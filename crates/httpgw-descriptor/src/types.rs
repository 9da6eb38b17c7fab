use derive_more::{Display, FromStr};
use serde::{Deserialize, Serialize};
use thiserror::Error as ThisError;

///
/// HttpVerb
///

#[derive(Clone, Copy, Debug, Deserialize, Display, Eq, PartialEq, Serialize)]
pub enum HttpVerb {
    #[display("DELETE")]
    Delete,
    #[display("GET")]
    Get,
    #[display("PATCH")]
    Patch,
    #[display("POST")]
    Post,
    #[display("PUT")]
    Put,
}

#[derive(Debug, ThisError)]
#[error("unknown HTTP verb '{0}'")]
pub struct UnknownVerb(pub String);

impl std::str::FromStr for HttpVerb {
    type Err = UnknownVerb;

    fn from_str(s: &str) -> Result<Self, Self::Err> {
        match s {
            "DELETE" => Ok(Self::Delete),
            "GET" => Ok(Self::Get),
            "PATCH" => Ok(Self::Patch),
            "POST" => Ok(Self::Post),
            "PUT" => Ok(Self::Put),
            other => Err(UnknownVerb(other.to_string())),
        }
    }
}

///
/// ScalarKind
///
/// The protobuf scalar value kinds a path or query parameter can target.
///

#[derive(
    Clone, Copy, Debug, Deserialize, Display, Eq, FromStr, Ord, PartialEq, PartialOrd, Serialize,
)]
#[remain::sorted]
pub enum ScalarKind {
    Bool,
    Bytes,
    Double,
    Fixed32,
    Fixed64,
    Float,
    Int32,
    Int64,
    Sfixed32,
    Sfixed64,
    Sint32,
    Sint64,
    String,
    Uint32,
    Uint64,
}

impl ScalarKind {
    /// Runtime converter for a single raw path-parameter value of this kind.
    #[must_use]
    pub const fn converter(self) -> &'static str {
        match self {
            Self::Bool => "parse_bool",
            Self::Bytes => "parse_bytes",
            Self::Double => "parse_f64",
            Self::Float => "parse_f32",
            Self::Int32 | Self::Sfixed32 | Self::Sint32 => "parse_i32",
            Self::Int64 | Self::Sfixed64 | Self::Sint64 => "parse_i64",
            Self::String => "parse_string",
            Self::Fixed32 | Self::Uint32 => "parse_u32",
            Self::Fixed64 | Self::Uint64 => "parse_u64",
        }
    }

    /// Runtime converter for a separator-joined repeated value of this kind.
    #[must_use]
    pub const fn repeated_converter(self) -> &'static str {
        match self {
            Self::Bool => "parse_bool_slice",
            Self::Bytes => "parse_bytes_slice",
            Self::Double => "parse_f64_slice",
            Self::Float => "parse_f32_slice",
            Self::Int32 | Self::Sfixed32 | Self::Sint32 => "parse_i32_slice",
            Self::Int64 | Self::Sfixed64 | Self::Sint64 => "parse_i64_slice",
            Self::String => "parse_string_slice",
            Self::Fixed32 | Self::Uint32 => "parse_u32_slice",
            Self::Fixed64 | Self::Uint64 => "parse_u64_slice",
        }
    }
}

///
/// FieldKind
///

#[derive(Clone, Debug, Deserialize, Eq, PartialEq, Serialize)]
pub enum FieldKind {
    Scalar(ScalarKind),
    /// Message-typed field; carries the fully-qualified type name.
    Message(String),
    /// Enum-typed field; carries the fully-qualified type name.
    Enum(String),
}

impl FieldKind {
    /// Fully-qualified type name for message and enum fields.
    #[must_use]
    pub fn type_name(&self) -> Option<&str> {
        match self {
            Self::Scalar(_) => None,
            Self::Message(name) | Self::Enum(name) => Some(name),
        }
    }
}

#[cfg(test)]
mod tests {
    use super::*;

    #[test]
    fn verb_round_trips_through_display() {
        for verb in ["GET", "PUT", "POST", "DELETE", "PATCH"] {
            let parsed: HttpVerb = verb.parse().unwrap();
            assert_eq!(parsed.to_string(), verb);
        }
        assert!("TRACE".parse::<HttpVerb>().is_err());
    }

    #[test]
    fn converters_cover_aliased_widths() {
        assert_eq!(ScalarKind::Sint64.converter(), "parse_i64");
        assert_eq!(ScalarKind::Fixed32.converter(), "parse_u32");
        assert_eq!(
            ScalarKind::Double.repeated_converter(),
            "parse_f64_slice"
        );
    }
}
use crate::prelude::*;

///
/// Method
///

#[derive(Clone, Debug, Serialize)]
pub struct Method {
    pub name: String,
    /// Fully-qualified request message type name.
    pub request_type: String,
    /// Fully-qualified response message type name.
    pub response_type: String,
    pub client_streaming: bool,
    pub server_streaming: bool,
    /// One binding per HTTP route exposed for this RPC; order is
    /// significant, the positional index names generated symbols.
    pub bindings: Vec<Binding>,

    #[serde(default, skip_serializing_if = "Option::is_none")]
    pub comment: Option<String>,
}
========================
The records above need to be retyped exactly.

*Problem solution*
filename crates/httpgw-descriptor/src/types.rs
repository 9da6eb38b17c7fab
use derive_more::{Display, FromStr};
use serde::{Deserialize, Serialize};
use thiserror::Error as ThisError;

///
/// HttpVerb
///

#[derive(Clone, Copy, Debug, Deserialize, Display, Eq, PartialEq, Serialize)]
pub enum HttpVerb {
    #[display("DELETE")]
    Delete,
    #[display("GET")]
    Get,
    #[display("PATCH")]
    Patch,
    #[display("POST")]
    Post,
    #[display("PUT")]
    Put,
}

#[derive(Debug, ThisError)]
#[error("unknown HTTP verb '{0}'")]
pub struct UnknownVerb(pub String);

impl std::str::FromStr for HttpVerb {
    type Err = UnknownVerb;

    fn from_str(s: &str) -> Result<Self, Self::Err> {
        match s {
            "DELETE" => Ok(Self::Delete),
            "GET" => Ok(Self::Get),
            "PATCH" => Ok(Self::Patch),
            "POST" => Ok(Self::Post),
            "PUT" => Ok(Self::Put),
            other => Err(UnknownVerb(other.to_string())),
        }
    }
}

///
/// ScalarKind
///
/// The protobuf scalar value kinds a path or query parameter can target.
///

#[derive(
    Clone, Copy, Debug, Deserialize, Display, Eq, FromStr, Ord, PartialEq, PartialOrd, Serialize,
)]
#[remain::sorted]
pub enum ScalarKind {
    Bool,
    Bytes,
    Double,
    Fixed32,
    Fixed64,
    Float,
    Int32,
    Int64,
    Sfixed32,
    Sfixed64,
    Sint32,
    Sint64,
    String,
    Uint32,
    Uint64,
}

impl ScalarKind {
    /// Runtime converter for a single raw path-parameter value of this kind.
    #[must_use]
    pub const fn converter(self) -> &'static str {
        match self {
            Self::Bool => "parse_bool",
            Self::Bytes => "parse_bytes",
            Self::Double => "parse_f64",
            Self::Float => "parse_f32",
            Self::Int32 | Self::Sfixed32 | Self::Sint32 => "parse_i32",
            Self::Int64 | Self::Sfixed64 | Self::Sint64 => "parse_i64",
            Self::String => "parse_string",
            Self::Fixed32 | Self::Uint32 => "parse_u32",
            Self::Fixed64 | Self::Uint64 => "parse_u64",
        }
    }

    /// Runtime converter for a separator-joined repeated value of this kind.
    #[must_use]
    pub const fn repeated_converter(self) -> &'static str {
        match self {
            Self::Bool => "parse_bool_slice",
            Self::Bytes => "parse_bytes_slice",
            Self::Double => "parse_f64_slice",
            Self::Float => "parse_f32_slice",
            Self::Int32 | Self::Sfixed32 | Self::Sint32 => "parse_i32_slice",
            Self::Int64 | Self::Sfixed64 | Self::Sint64 => "parse_i64_slice",
            Self::String => "parse_string_slice",
            Self::Fixed32 | Self::Uint32 => "parse_u32_slice",
            Self::Fixed64 | Self::Uint64 => "parse_u64_slice",
        }
    }
}

///
/// FieldKind
///

#[derive(Clone, Debug, Deserialize, Eq, PartialEq, Serialize)]
pub enum FieldKind {
    Scalar(ScalarKind),
    /// Message-typed field; carries the fully-qualified type name.
    Message(String),
    /// Enum-typed field; carries the fully-qualified type name.
    Enum(String),
}

impl FieldKind {
    /// Fully-qualified type name for message and enum fields.
    #[must_use]
    pub fn type_name(&self) -> Option<&str> {
        match self {
            Self::Scalar(_) => None,
            Self::Message(name) | Self::Enum(name) => Some(name),
        }
    }
}

#[cfg(test)]
mod tests {
    use super::*;

    #[test]
    fn verb_round_trips_through_display() {
        for verb in ["GET", "PUT", "POST", "DELETE", "PATCH"] {
            let parsed: HttpVerb = verb.parse().unwrap();
            assert_eq!(parsed.to_string(), verb);
        }
        assert!("TRACE".parse::<HttpVerb>().is_err());
    }

    #[test]
    fn converters_cover_aliased_widths() {
        assert_eq!(ScalarKind::Sint64.converter(), "parse_i64");
        assert_eq!(ScalarKind::Fixed32.converter(), "parse_u32");
        assert_eq!(
            ScalarKind::Double.repeated_converter(),
            "parse_f64_slice"
        );
    }
}
use crate::prelude::*;

///
/// Method
///

#[derive(Clone, Debug, Serialize)]
pub struct Method {
    pub name: String,
    /// Fully-qualified request message type name.
    pub request_type: String,
    /// Fully-qualified response message type name.
    pub response_type: String,
    pub client_streaming: bool,
    pub server_streaming: bool,
    /// One binding per HTTP route exposed for this RPC; order is
    /// significant, the positional index names generated symbols.
    pub bindings: Vec<Binding>,

    #[serde(default, skip_serializing_if = "Option::is_none")]
    pub comment: Option<String>,
}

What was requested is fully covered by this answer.